La seducción de la pornografía

La seducción es un juego que pertenece al orden de lo ritual. El acto sexual, en cambio, es una función que se encuadra en el orden de lo natural. En la seducción “todo se desarrolla en un ‘orden casi litúrgico del desafío y del duelo’. Kierkegaard la compara con la esgrima” (p. 109). En la seducción el poder no es maligno ni opresivo, sino seductor e incluso erótico. “Ejercer poder sobre el otro, en una especie de juego estratégico abierto donde las cosas podrían invertirse, eso no es el mal; eso es parte del amor de la pasión, del placer sexual” (p. 110).

En la intimidad del amor se abandona el ámbito de la seducción. Es el final del juego, porque la intimidad desconfía de las escenificaciones; se pierde lo lúdico. “La fantasía para imaginar al otro es constitutiva de la seducción” (p. 110). De ahí que la pornografía sea absolutamente incompatible con la seducción, pues se ha erradicado al otro por completo; el placer pornográfico es esencialmente narcisista. Su interés es el consumo inmediato del objeto que se ofrece sin velos.

Hemos perdido la capacidad para aprehender el misterio y el enigma. Las ambigüedades o las ambivalencias nos generan un cierto malestar. Así, se tiende a proscribir el chiste por su equivocidad, y apenas leemos poemas pues allí se juega con las imprecisiones. Lo políticamente correcto también demanda ausencia de ambigüedades, pues supone que las cosas deben ser blancas o negras.

Hemos eliminado las ambigüedades incluso en el lenguaje de la seducción y el erotismo. La presión por producir y aportar rendimiento lo abarca todo, también la sexualidad. La pornografía actual lo muestra todo: hasta la eyaculación se produce y exhibe como resultado del rendimiento. El cuerpo de reduce a una máquina sexual. En Occidente, el juego de la seducción se ha ido eliminando en favor de la satisfacción inmediata del deseo sexual. La seducción no se aviene con la producción.

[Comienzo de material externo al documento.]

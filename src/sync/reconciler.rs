//! Reconciler — pulls recent remote items and prepends them to the stored
//! quote collection.
//!
//! Two states, `Idle` and `Syncing`. A trigger that arrives while a run is in
//! flight is skipped rather than queued. The ticker spawns each run without
//! awaiting it, so a slow remote never shifts the schedule.

use std::sync::Arc;
use std::sync::atomic::{AtomicBool, Ordering};
use std::time::Duration;

use tokio::sync::mpsc;
use tokio::task::JoinHandle;
use tracing::{debug, error, info, warn};

use crate::config::AppConfig;
use crate::notices::NoticeBoard;
use crate::quotes::{FilterView, QuoteBook};
use crate::remote::{FetchOutcome, QuoteRemote};

/// Message shown after a successful run.
pub const SYNCED_NOTICE: &str = "Quotes synced with server!";

/// Reconciler state.
#[derive(Debug, Clone, Copy, PartialEq, Eq)]
pub enum SyncState {
    Idle,
    Syncing,
}

/// Summary of a completed run.
#[derive(Debug, Clone)]
pub struct SyncReport {
    /// Remote quotes prepended.
    pub fetched: usize,
    /// Whether the fetch failed (and contributed nothing).
    pub fetch_failed: bool,
    /// Collection length after the merge.
    pub total: usize,
    /// The persisted filter re-applied to the merged collection.
    pub view: FilterView,
}

/// Result of one trigger.
#[derive(Debug, Clone)]
pub enum SyncOutcome {
    Completed(SyncReport),
    /// Another run was already in flight.
    Skipped,
    /// The merge could not be read or persisted; nothing changed.
    Failed(String),
}

/// Tunables taken from `AppConfig`.
#[derive(Debug, Clone)]
pub struct SyncConfig {
    pub fetch_limit: usize,
    pub server_category: String,
    pub notice_ttl: Duration,
}

impl From<&AppConfig> for SyncConfig {
    fn from(config: &AppConfig) -> Self {
        Self {
            fetch_limit: config.fetch_limit,
            server_category: config.server_category.clone(),
            notice_ttl: config.notice_ttl,
        }
    }
}

impl Default for SyncConfig {
    fn default() -> Self {
        Self::from(&AppConfig::default())
    }
}

/// Merges remote items into the quote book.
pub struct Reconciler {
    config: SyncConfig,
    book: Arc<QuoteBook>,
    remote: Arc<dyn QuoteRemote>,
    notices: Arc<NoticeBoard>,
    syncing: AtomicBool,
}

/// Resets the state to `Idle` however the run ends.
struct SyncingGuard<'a>(&'a AtomicBool);

impl Drop for SyncingGuard<'_> {
    fn drop(&mut self) {
        self.0.store(false, Ordering::Release);
    }
}

impl Reconciler {
    pub fn new(
        config: SyncConfig,
        book: Arc<QuoteBook>,
        remote: Arc<dyn QuoteRemote>,
        notices: Arc<NoticeBoard>,
    ) -> Self {
        Self {
            config,
            book,
            remote,
            notices,
            syncing: AtomicBool::new(false),
        }
    }

    pub fn state(&self) -> SyncState {
        if self.syncing.load(Ordering::Acquire) {
            SyncState::Syncing
        } else {
            SyncState::Idle
        }
    }

    /// Run one reconciliation.
    pub async fn run_once(&self) -> SyncOutcome {
        if self
            .syncing
            .compare_exchange(false, true, Ordering::AcqRel, Ordering::Acquire)
            .is_err()
        {
            debug!("Sync already in flight, skipping trigger");
            return SyncOutcome::Skipped;
        }
        let _guard = SyncingGuard(&self.syncing);

        let outcome = self
            .remote
            .fetch_latest(self.config.fetch_limit, &self.config.server_category)
            .await;
        let fetch_failed = outcome.is_failed();
        if let FetchOutcome::Failed(ref e) = outcome {
            error!(error = %e, "Error fetching quotes from server");
        }
        let remote_quotes = outcome.into_quotes();
        let fetched = remote_quotes.len();

        let total = match self.book.merge_remote(remote_quotes).await {
            Ok(total) => total,
            Err(e) => {
                error!(error = %e, "Error syncing quotes");
                return SyncOutcome::Failed(e.to_string());
            }
        };

        let view = self.book.current_view().await;
        self.notices
            .post(SYNCED_NOTICE, self.config.notice_ttl)
            .await;
        info!(fetched, total, fetch_failed, "Quotes synced with server");

        SyncOutcome::Completed(SyncReport {
            fetched,
            fetch_failed,
            total,
            view,
        })
    }
}

/// Spawn the recurring sync trigger.
///
/// The first immediate tick is skipped. Each later tick spawns its own run,
/// and every completed run's report is sent on `reports` so the caller can
/// redisplay the refreshed view. A closed receiver is ignored.
pub fn spawn_sync_ticker(
    reconciler: Arc<Reconciler>,
    period: Duration,
    reports: mpsc::UnboundedSender<SyncReport>,
) -> JoinHandle<()> {
    tokio::spawn(async move {
        let mut ticker = tokio::time::interval(period);
        ticker.tick().await;

        loop {
            ticker.tick().await;
            let reconciler = Arc::clone(&reconciler);
            let reports = reports.clone();
            tokio::spawn(async move {
                match reconciler.run_once().await {
                    SyncOutcome::Completed(report) => {
                        let _ = reports.send(report);
                    }
                    SyncOutcome::Skipped => warn!("Previous sync still running, tick skipped"),
                    SyncOutcome::Failed(_) => {}
                }
            });
        }
    })
}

Bajo la presión por producir todo se visibiliza, se desnuda, se expone. La transparencia lo abarca todo. La comunicación se vuelve pornográfica a fuerza de transparencia, cuando queda convertida solo en un intercambio acelerado de informaciones. El lenguaje se hace pornográfico cuando se olvida del juego y solo se limita a transportar informaciones. El cuerpo se vuelve pornográfico cuando solo funciona biológicamente, carente de todo símbolo. “El cuerpo ritualizado, por el contrario, es un fastuoso escenario en el que quedan consignados secretos y divinidades” (p. 114). Los sonidos se vuelven pornográficos cuando su única función es producir pasiones y emociones. Las imágenes se vuelven pornográficas, cuando excitan la mirada como si estuviera ante el sexo.

Con todo, hoy contradictoriamente vivimos una época postsexual. La sobreproducción pornográfica de sexo ha acabado con él. La pornografía ha sido mucho más eficaz que la moral y la represión para destruir la sexualidad y el erotismo. La sobreproducción de pornografía constituye la patología de la sociedad actual. “Lo que enferma no es la carestía, sino la demasía” (p. 115).